__Problem description__
Return each line below holding the string "refreshing".
____
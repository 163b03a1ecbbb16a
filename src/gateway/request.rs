//! Authenticated requests with a single refresh-and-retry on 401.

use std::sync::Arc;

use bon::Builder;
use reqwest::header::{HeaderMap, HeaderName, HeaderValue, AUTHORIZATION};
use reqwest::{Method, StatusCode, Url};
use serde::Serialize;
use serde_json::Value;

use crate::auth::SessionManager;
use crate::error::{GatewayError, Result};
use crate::http::{bearer_value, resolve_url};

/// Request payload. Kept in memory so the retry can resend it verbatim.
#[derive(Debug, Clone, PartialEq)]
pub enum RequestBody {
    Json(Value),
    Text(String),
    Bytes(Vec<u8>),
}

/// Caller-controlled parts of a request.
///
/// ```
/// use authgate::gateway::{RequestBody, RequestOptions};
/// use reqwest::Method;
///
/// let options = RequestOptions::builder()
///     .method(Method::POST)
///     .body(RequestBody::Json(serde_json::json!({"name": "nightly"})))
///     .build();
/// assert_eq!(options.method, Method::POST);
/// ```
#[derive(Debug, Clone, Default, Builder)]
pub struct RequestOptions {
    #[builder(default)]
    pub method: Method,
    #[builder(default)]
    pub headers: HeaderMap,
    pub body: Option<RequestBody>,
    #[builder(default)]
    pub query: Vec<(String, String)>,
}

impl RequestOptions {
    pub fn get() -> Self {
        Self::default()
    }

    pub fn delete() -> Self {
        Self {
            method: Method::DELETE,
            ..Self::default()
        }
    }

    pub fn post_json<T: Serialize + ?Sized>(body: &T) -> Result<Self> {
        Ok(Self {
            method: Method::POST,
            body: Some(RequestBody::Json(serde_json::to_value(body)?)),
            ..Self::default()
        })
    }

    pub fn with_header(mut self, name: HeaderName, value: HeaderValue) -> Self {
        self.headers.insert(name, value);
        self
    }

    pub fn with_query(mut self, key: impl Into<String>, value: impl Into<String>) -> Self {
        self.query.push((key.into(), value.into()));
        self
    }
}

/// A fully resolved request, built once per `send` and reused for the retry.
#[derive(Debug, Clone)]
pub struct RequestDescriptor {
    pub url: Url,
    pub method: Method,
    pub headers: HeaderMap,
    pub body: Option<RequestBody>,
    pub query: Vec<(String, String)>,
}

impl RequestDescriptor {
    pub fn new(url: Url, options: RequestOptions) -> Self {
        Self {
            url,
            method: options.method,
            headers: options.headers,
            body: options.body,
            query: options.query,
        }
    }

    /// Build the outbound request. A caller-supplied Authorization header is
    /// left alone; otherwise `access_token` becomes a bearer header.
    pub fn to_request(
        &self,
        client: &reqwest::Client,
        access_token: Option<&str>,
    ) -> reqwest::RequestBuilder {
        let mut headers = self.headers.clone();
        if !headers.contains_key(AUTHORIZATION) {
            if let Some(value) = access_token.and_then(bearer_value) {
                headers.insert(AUTHORIZATION, value);
            }
        }
        let mut builder = client
            .request(self.method.clone(), self.url.clone())
            .headers(headers);
        if !self.query.is_empty() {
            builder = builder.query(&self.query);
        }
        match &self.body {
            Some(RequestBody::Json(value)) => builder.json(value),
            Some(RequestBody::Text(text)) => builder.body(text.clone()),
            Some(RequestBody::Bytes(bytes)) => builder.body(bytes.clone()),
            None => builder,
        }
    }
}

/// Which response of a `send` is being judged.
#[derive(Debug, Clone, Copy, PartialEq, Eq)]
pub enum Attempt {
    First,
    Retry,
}

/// What `send` does with a response.
#[derive(Debug, Clone, Copy, PartialEq, Eq)]
pub enum RetryDecision {
    Return,
    RefreshAndRetry,
}

/// Retry policy.
///
/// Only a first-attempt 401 can trigger a refresh, and only when there is
/// something to retry with: a refresh token, or a session that another caller
/// renewed (new generation holding an access token) since this request went
/// out. A 401 that raced a logout is returned as-is.
pub fn retry_decision(
    status: StatusCode,
    attempt: Attempt,
    has_refresh_token: bool,
    session_renewed: bool,
) -> RetryDecision {
    match (attempt, status) {
        (Attempt::First, StatusCode::UNAUTHORIZED) if has_refresh_token || session_renewed => {
            RetryDecision::RefreshAndRetry
        }
        _ => RetryDecision::Return,
    }
}

/// Sends requests on behalf of the current session.
#[derive(Debug, Clone)]
pub struct RequestGateway {
    client: reqwest::Client,
    session: Arc<SessionManager>,
}

impl RequestGateway {
    pub fn new(client: reqwest::Client, session: Arc<SessionManager>) -> Self {
        Self { client, session }
    }

    /// Send a request, refreshing and retrying once on 401.
    ///
    /// Any response other than the refresh-triggering 401 is returned as-is,
    /// including non-2xx statuses. If the refresh fails the session is logged
    /// out (unless a concurrent login replaced it) and
    /// [`GatewayError::SessionExpired`] is returned instead.
    pub async fn send(&self, path: &str, options: RequestOptions) -> Result<reqwest::Response> {
        let url = resolve_url(&self.session.api_base(), path)?;
        let descriptor = RequestDescriptor::new(url, options);

        let (generation, access_token) = self.session.credentials();
        let response = self.dispatch(&descriptor, access_token.as_deref()).await?;

        let (current_generation, current_token) = self.session.credentials();
        let decision = retry_decision(
            response.status(),
            Attempt::First,
            self.session.has_refresh_token(),
            current_generation != generation && current_token.is_some(),
        );
        if decision == RetryDecision::Return {
            return Ok(response);
        }
        drop(response);

        tracing::debug!(url = %descriptor.url, "Unauthorized; refreshing access token");
        let token = match self.session.refresh_since(generation).await {
            Ok(token) => token,
            Err(error) => {
                tracing::warn!(url = %descriptor.url, error = %error, "Session expired");
                self.session.logout_unless_reauthenticated();
                return Err(GatewayError::SessionExpired);
            }
        };

        let retried = self.dispatch(&descriptor, Some(&token)).await?;
        if retried.status() == StatusCode::UNAUTHORIZED {
            // Attempt::Retry never refreshes again.
            tracing::debug!(url = %descriptor.url, "Retried request still unauthorized");
        }
        Ok(retried)
    }

    pub async fn get(&self, path: &str) -> Result<reqwest::Response> {
        self.send(path, RequestOptions::get()).await
    }

    pub async fn post_json<T: Serialize + ?Sized>(
        &self,
        path: &str,
        body: &T,
    ) -> Result<reqwest::Response> {
        self.send(path, RequestOptions::post_json(body)?).await
    }

    async fn dispatch(
        &self,
        descriptor: &RequestDescriptor,
        access_token: Option<&str>,
    ) -> Result<reqwest::Response> {
        let response = descriptor
            .to_request(&self.client, access_token)
            .send()
            .await?;
        tracing::debug!(
            method = %descriptor.method,
            url = %descriptor.url,
            status = response.status().as_u16(),
            "Request completed"
        );
        Ok(response)
    }
}

#[cfg(test)]
mod tests {
    use super::*;
    use reqwest::header::CONTENT_TYPE;
    use serde_json::json;

    fn descriptor(options: RequestOptions) -> RequestDescriptor {
        RequestDescriptor::new(Url::parse("http://api.local/tasks").unwrap(), options)
    }

    #[test]
    fn first_unauthorized_with_refresh_token_retries() {
        assert_eq!(
            retry_decision(StatusCode::UNAUTHORIZED, Attempt::First, true, false),
            RetryDecision::RefreshAndRetry
        );
        assert_eq!(
            retry_decision(StatusCode::UNAUTHORIZED, Attempt::First, false, true),
            RetryDecision::RefreshAndRetry
        );
    }

    #[test]
    fn everything_else_is_returned() {
        assert_eq!(
            retry_decision(StatusCode::UNAUTHORIZED, Attempt::First, false, false),
            RetryDecision::Return
        );
        assert_eq!(
            retry_decision(StatusCode::UNAUTHORIZED, Attempt::Retry, true, true),
            RetryDecision::Return
        );
        assert_eq!(
            retry_decision(StatusCode::FORBIDDEN, Attempt::First, true, false),
            RetryDecision::Return
        );
        assert_eq!(
            retry_decision(StatusCode::OK, Attempt::First, true, true),
            RetryDecision::Return
        );
    }

    #[test]
    fn bearer_header_attached_when_token_present() {
        let client = reqwest::Client::new();
        let request = descriptor(RequestOptions::get())
            .to_request(&client, Some("acc"))
            .build()
            .unwrap();
        assert_eq!(request.headers()[AUTHORIZATION], "Bearer acc");

        let anonymous = descriptor(RequestOptions::get())
            .to_request(&client, None)
            .build()
            .unwrap();
        assert!(!anonymous.headers().contains_key(AUTHORIZATION));
    }

    #[test]
    fn caller_authorization_header_is_kept() {
        let client = reqwest::Client::new();
        let options = RequestOptions::get()
            .with_header(AUTHORIZATION, HeaderValue::from_static("Basic abc"));
        let request = descriptor(options)
            .to_request(&client, Some("acc"))
            .build()
            .unwrap();
        assert_eq!(request.headers()[AUTHORIZATION], "Basic abc");
    }

    #[test]
    fn json_body_and_query_are_applied() {
        let client = reqwest::Client::new();
        let options = RequestOptions::post_json(&json!({"a": 1}))
            .unwrap()
            .with_query("page", "2");
        let request = descriptor(options)
            .to_request(&client, None)
            .build()
            .unwrap();
        assert_eq!(request.method(), Method::POST);
        assert_eq!(request.url().as_str(), "http://api.local/tasks?page=2");
        assert_eq!(request.headers()[CONTENT_TYPE], "application/json");
        let body = request.body().and_then(|b| b.as_bytes()).unwrap();
        assert_eq!(serde_json::from_slice::<Value>(body).unwrap(), json!({"a": 1}));
    }

    #[test]
    fn builder_defaults_to_get_without_body() {
        let options = RequestOptions::builder().build();
        assert_eq!(options.method, Method::GET);
        assert!(options.body.is_none());
        assert!(options.headers.is_empty());
    }
}
//! CLI handlers for `base`, `send` and `upload`.

use std::io::Write;
use std::sync::atomic::{AtomicU8, Ordering};
use std::sync::Arc;

use reqwest::header::{HeaderName, HeaderValue};
use reqwest::Method;

use super::split_assignment;
use crate::error::GatewayError;
use crate::gateway::{FormData, Gateway, RequestBody, RequestOptions, UploadOptions};
use crate::http::parse_json_lenient;

/// Handle `authgate base [url]`.
pub fn handle_base(gateway: &Gateway, url: Option<&str>) -> Result<(), Box<dyn std::error::Error>> {
    match url {
        Some(url) => {
            reqwest::Url::parse(url).map_err(|e| format!("Invalid base URL {url:?}: {e}"))?;
            gateway.set_api_base(url)?;
            println!("✅ API base set to {url}");
        }
        None => println!("{}", gateway.api_base()),
    }
    Ok(())
}

/// Handle `authgate send <path>`.
pub async fn handle_send(
    gateway: &Gateway,
    path: &str,
    method: &str,
    headers: &[String],
    data: Option<&str>,
) -> Result<(), Box<dyn std::error::Error>> {
    let options = build_options(method, headers, data)?;
    let response = match gateway.send(path, options).await {
        Ok(response) => response,
        Err(GatewayError::SessionExpired) => {
            return Err("Session expired; log in again with `authgate auth login`".into());
        }
        Err(e) => return Err(e.into()),
    };

    let status = response.status();
    let bytes = response.bytes().await?;
    eprintln!("HTTP {status}");
    let body = parse_json_lenient(&bytes);
    if body.as_object().is_some_and(|o| o.is_empty()) && !bytes.is_empty() {
        // Not JSON; show it raw.
        println!("{}", String::from_utf8_lossy(&bytes));
    } else {
        println!("{}", serde_json::to_string_pretty(&body)?);
    }
    if !status.is_success() {
        std::process::exit(2);
    }
    Ok(())
}

/// Handle `authgate upload <path>`.
pub async fn handle_upload(
    gateway: &Gateway,
    path: &str,
    fields: &[String],
    files: &[String],
) -> Result<(), Box<dyn std::error::Error>> {
    let mut form = FormData::new();
    for raw in fields {
        let (name, value) =
            split_assignment(raw).ok_or_else(|| format!("Expected name=value, got {raw:?}"))?;
        form = form.text(name, value);
    }
    for raw in files {
        let (name, value) =
            split_assignment(raw).ok_or_else(|| format!("Expected name=@path, got {raw:?}"))?;
        let file_path = value.strip_prefix('@').unwrap_or(value);
        form = form.file_from_path(name, file_path).await?;
    }
    if form.is_empty() {
        return Err("Nothing to upload; pass at least one -F or -f".into());
    }

    let last = Arc::new(AtomicU8::new(0));
    let progress = last.clone();
    let options = UploadOptions::new().on_progress(move |percent| {
        progress.store(percent, Ordering::Relaxed);
        eprint!("\r⏫ {percent:>3}%");
        let _ = std::io::stderr().flush();
    });

    let result = gateway.upload(path, form, options).await;
    if last.load(Ordering::Relaxed) > 0 {
        eprintln!();
    }
    eprintln!("HTTP {}", result.status);
    println!("{}", serde_json::to_string_pretty(&result.body)?);
    if !result.ok {
        std::process::exit(2);
    }
    Ok(())
}

fn build_options(
    method: &str,
    headers: &[String],
    data: Option<&str>,
) -> Result<RequestOptions, Box<dyn std::error::Error>> {
    let method = Method::from_bytes(method.trim().to_ascii_uppercase().as_bytes())
        .map_err(|_| format!("Invalid method {method:?}"))?;
    let mut options = RequestOptions {
        method,
        ..RequestOptions::default()
    };
    for raw in headers {
        let (name, value) = raw
            .split_once(':')
            .ok_or_else(|| format!("Expected `Name: value`, got {raw:?}"))?;
        options = options.with_header(
            HeaderName::from_bytes(name.trim().as_bytes())?,
            HeaderValue::from_str(value.trim())?,
        );
    }
    if let Some(data) = data {
        let value: serde_json::Value =
            serde_json::from_str(data).map_err(|e| format!("--data is not valid JSON: {e}"))?;
        options.body = Some(RequestBody::Json(value));
    }
    Ok(options)
}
____
__Result of the exercise__
    /// Send a request, refreshing and retrying once on 401.
        tracing::debug!(url = %descriptor.url, "Unauthorized; refreshing access token");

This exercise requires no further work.